17:36 335. Improving Spatial Localization in MR Spectroscopic Imaging with PSF-Choice
    Lawrence Patrick Panych1,2, Joseph R. Roebuck3, Robert V. Mulkern2,4, Yi Tang1,2, Bruno Madore1,2, Nan-kuei Chen5
1
Radiology, Brigham and Women's Hospital, Boston, MA, USA; 2Radiology, Harvard Medical School, Boston, MA, USA; 3Radiology, University of Texas Medical Branch, Galveston, TX, USA; 4Radiology, Children's Hospital, Boston, MA, USA; 5Brain Imaging and Analysis Center, Duke University, Durham, NC, USA
    The purpose of this work was to improve the point-spread-function (PSF) of MR spectroscopic imaging (MRSI) to avoid corruption from neighboring voxels. PSF-Choice, a method that uses RF manipulation to shape the PSF in phase-encoding directions, was implemented. Evaluation of the method in extensive phantom experiments was conducted.
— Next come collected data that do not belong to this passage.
#![cfg(target_arch = "wasm32")]

use treasure_web::bindings::TreasureHunt;
use treasure_web::dom;
use treasure_web::game::{KeyValueStore, WebProgressStorage, constants::STORAGE_KEY};
use wasm_bindgen::JsValue;
use wasm_bindgen_test::*;

wasm_bindgen_test::wasm_bindgen_test_configure!(run_in_browser);

fn clear_saved_progress() {
    WebProgressStorage.remove(STORAGE_KEY).expect("localStorage writable");
}

fn field(value: &JsValue, name: &str) -> JsValue {
    js_sys::Reflect::get(value, &JsValue::from_str(name)).expect("field present")
}

#[wasm_bindgen_test]
fn dom_helpers_reach_local_storage() {
    assert!(dom::window().is_some());
    assert!(dom::local_storage().is_ok());
}

#[wasm_bindgen_test]
fn local_storage_round_trips_values() {
    let storage = WebProgressStorage;
    storage.set("treasure-test-key", "value").unwrap();
    assert_eq!(
        storage.get("treasure-test-key").unwrap().as_deref(),
        Some("value")
    );
    storage.remove("treasure-test-key").unwrap();
    assert_eq!(storage.get("treasure-test-key").unwrap(), None);
}

#[wasm_bindgen_test]
fn click_persists_to_local_storage() {
    clear_saved_progress();
    let mut hunt = TreasureHunt::new();
    let outcome = hunt.click_treasure("bellhop").unwrap();
    assert_eq!(field(&outcome, "firstDiscovery").as_bool(), Some(true));
    assert_eq!(field(&outcome, "celebrate").as_bool(), Some(true));

    let raw = WebProgressStorage.get(STORAGE_KEY).unwrap().expect("saved");
    assert!(raw.contains("\"discoveredTreasures\":[\"bellhop\"]"));

    let reopened = TreasureHunt::new();
    let snapshot = reopened.snapshot().unwrap();
    assert_eq!(field(&snapshot, "totalScore").as_f64(), Some(5.0));
    clear_saved_progress();
}

#[wasm_bindgen_test]
fn corrupt_local_storage_starts_fresh() {
    WebProgressStorage.set(STORAGE_KEY, "{\"discovered").unwrap();
    let hunt = TreasureHunt::new();
    let summary = hunt.summary().unwrap();
    assert_eq!(field(&summary, "discovered").as_f64(), Some(0.0));
    assert_eq!(field(&summary, "totalTreasures").as_f64(), Some(12.0));
    clear_saved_progress();
}

#[wasm_bindgen_test]
fn reset_and_errors_cross_the_boundary() {
    clear_saved_progress();
    let mut hunt = TreasureHunt::new();
    hunt.answer_quiz("menu", 1).unwrap();
    assert!(hunt.click_treasure("unknown").is_err());
    assert!(hunt.answer_quiz("menu", 9).is_err());

    let snapshot = hunt.reset().unwrap();
    assert_eq!(field(&snapshot, "totalScore").as_f64(), Some(0.0));
    assert!(!hunt.storage_degraded());

    let fresh = TreasureHunt::new();
    let achievements = fresh.achievements().unwrap();
    assert_eq!(js_sys::Array::from(&achievements).length(), 6);
    clear_saved_progress();
}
In addition, an implementation of this method is reported for MRSI of the prostate, where it is demonstrated that, in 13 of 16 pilot prostate MRSI scans, intra-voxel spectral contamination from lipid is significantly reduced compared to a standard phase-encoding MRSI method.
     
17:48 336. Enhanced Polyamine Detection at 7T as a Possible in Vivo Biomarker for Prostate Cancer
    Dennis Klomp1, Tom Scheenen2, Jack van Asten2, Vincent Boer1, Peter Luijten1
1
Radiology, University Medical Center Utrecht, Utrecht, Netherlands; 2Radiology, Radboud University Nijmegen, Medical Center, Netherlands
    Additional biological markers may improve prostate cancer diagnoses. In this work we demonstrate the use of chemical shift selective refocusing to substantially enhance the polyamine marker in vivo at a field strength of 7T.